Dataset entries:
========================================
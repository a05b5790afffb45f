//! SecSync CLI
//!
//! Command-line tools for exercising the security state updater against
//! scenario files.
//!
//! # Commands
//!
//! - `diff` - Show the remote calls an update would make
//! - `sync` - Run the updater over a scenario and report the outcome
//! - `version` - Show version information

mod commands;
mod error;
mod scenario;

use clap::{Parser, Subcommand};
use std::path::PathBuf;
use tracing_subscriber::EnvFilter;

/// SecSync command-line tools.
#[derive(Parser)]
#[command(name = "secsync")]
#[command(author, version, about, long_about = None)]
struct Cli {
    /// Enable verbose output
    #[arg(global = true, short, long)]
    verbose: bool,

    #[command(subcommand)]
    command: Commands,
}

#[derive(Subcommand)]
enum Commands {
    /// Show the remote calls an update would make
    Diff {
        /// Path to the scenario file
        scenario: PathBuf,

        /// Output format (text, json)
        #[arg(short, long, default_value = "text")]
        format: String,
    },

    /// Run the updater over a scenario
    Sync {
        /// Path to the scenario file
        scenario: PathBuf,

        /// Maximum passes per update cycle
        #[arg(long)]
        max_passes: Option<u32>,

        /// Restart cycles until storage settles, without a pass limit
        #[arg(long, conflicts_with = "max_passes")]
        unbounded: bool,

        /// Seconds to wait for queued updates
        #[arg(short, long, default_value = "30")]
        timeout: u64,

        /// Write the resulting scenario to this file
        #[arg(short, long)]
        output: Option<PathBuf>,

        /// Output format (text, json)
        #[arg(short, long, default_value = "text")]
        format: String,
    },

    /// Show version information
    Version,
}

fn main() -> Result<(), Box<dyn std::error::Error>> {
    let cli = Cli::parse();

    // Initialize logging
    let filter = if cli.verbose {
        EnvFilter::new("debug")
    } else {
        EnvFilter::new("info")
    };
    tracing_subscriber::fmt().with_env_filter(filter).init();

    match cli.command {
        Commands::Diff { scenario, format } => {
            commands::diff::run(&scenario, &format)?;
        }
        Commands::Sync {
            scenario,
            max_passes,
            unbounded,
            timeout,
            output,
            format,
        } => {
            let config = commands::sync::config(max_passes, unbounded, timeout);
            commands::sync::run(&scenario, config, output.as_deref(), &format)?;
        }
        Commands::Version => {
            println!("SecSync CLI v{}", env!("CARGO_PKG_VERSION"));
            println!("SecSync Engine v{}", secsync_engine::VERSION);
        }
    }

    Ok(())
}

#[cfg(test)]
mod tests {
    use super::*;
    use clap::CommandFactory;

    #[test]
    fn cli_definition_is_valid() {
        Cli::command().debug_assert();
    }

    #[test]
    fn sync_flags_parse() {
        let cli = Cli::parse_from(["secsync", "-v", "sync", "s.json", "--max-passes", "4", "-o", "out.json"]);
        assert!(cli.verbose);
        match cli.command {
            Commands::Sync {
                max_passes,
                unbounded,
                output,
                ..
            } => {
                assert_eq!(max_passes, Some(4));
                assert!(!unbounded);
                assert_eq!(output, Some(PathBuf::from("out.json")));
            }
            _ => panic!("expected sync"),
        }
    }

    #[test]
    fn pass_limit_conflicts_with_unbounded() {
        let parsed = Cli::try_parse_from(["secsync", "sync", "s.json", "--max-passes", "4", "--unbounded"]);
        assert!(parsed.is_err());
    }
}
========================================
WORK TO COMPLETE: Repeat all of the records exactly.

RESPONSE TO THE TASK:
repository a05b5790afffb45f
//! SecSync CLI
//!
//! Command-line tools for exercising the security state updater against
//! scenario files.
//!
//! # Commands
//!
//! - `diff` - Show the remote calls an update would make
//! - `sync` - Run the updater over a scenario and report the outcome
//! - `version` - Show version information

mod commands;
mod error;
mod scenario;

use clap::{Parser, Subcommand};
use std::path::PathBuf;
use tracing_subscriber::EnvFilter;

/// SecSync command-line tools.
#[derive(Parser)]
#[command(name = "secsync")]
#[command(author, version, about, long_about = None)]
struct Cli {
    /// Enable verbose output
    #[arg(global = true, short, long)]
    verbose: bool,

    #[command(subcommand)]
    command: Commands,
}

#[derive(Subcommand)]
enum Commands {
    /// Show the remote calls an update would make
    Diff {
        /// Path to the scenario file
        scenario: PathBuf,

        /// Output format (text, json)
        #[arg(short, long, default_value = "text")]
        format: String,
    },

    /// Run the updater over a scenario
    Sync {
        /// Path to the scenario file
        scenario: PathBuf,

        /// Maximum passes per update cycle
        #[arg(long)]
        max_passes: Option<u32>,

        /// Restart cycles until storage settles, without a pass limit
        #[arg(long, conflicts_with = "max_passes")]
        unbounded: bool,

        /// Seconds to wait for queued updates
        #[arg(short, long, default_value = "30")]
        timeout: u64,

        /// Write the resulting scenario to this file
        #[arg(short, long)]
        output: Option<PathBuf>,

        /// Output format (text, json)
        #[arg(short, long, default_value = "text")]
        format: String,
    },

    /// Show version information
    Version,
}

fn main() -> Result<(), Box<dyn std::error::Error>> {
    let cli = Cli::parse();

    // Initialize logging
    let filter = if cli.verbose {
        EnvFilter::new("debug")
    } else {
        EnvFilter::new("info")
    };
    tracing_subscriber::fmt().with_env_filter(filter).init();

    match cli.command {
        Commands::Diff { scenario, format } => {
            commands::diff::run(&scenario, &format)?;
        }
        Commands::Sync {
            scenario,
            max_passes,
            unbounded,
            timeout,
            output,
            format,
        } => {
            let config = commands::sync::config(max_passes, unbounded, timeout);
            commands::sync::run(&scenario, config, output.as_deref(), &format)?;
        }
        Commands::Version => {
            println!("SecSync CLI v{}", env!("CARGO_PKG_VERSION"));
            println!("SecSync Engine v{}", secsync_engine::VERSION);
        }
    }

    Ok(())
}

#[cfg(test)]
mod tests {
    use super::*;
    use clap::CommandFactory;

    #[test]
    fn cli_definition_is_valid() {
        Cli::command().debug_assert();
    }

    #[test]
    fn sync_flags_parse() {
        let cli = Cli::parse_from(["secsync", "-v", "sync", "s.json", "--max-passes", "4", "-o", "out.json"]);
        assert!(cli.verbose);
        match cli.command {
            Commands::Sync {
                max_passes,
                unbounded,
                output,
                ..
            } => {
                assert_eq!(max_passes, Some(4));
                assert!(!unbounded);
                assert_eq!(output, Some(PathBuf::from("out.json")));
            }
            _ => panic!("expected sync"),
        }
    }

    #[test]
    fn pass_limit_conflicts_with_unbounded() {
        let parsed = Cli::try_parse_from(["secsync", "sync", "s.json", "--max-passes", "4", "--unbounded"]);
        assert!(parsed.is_err());
    }
}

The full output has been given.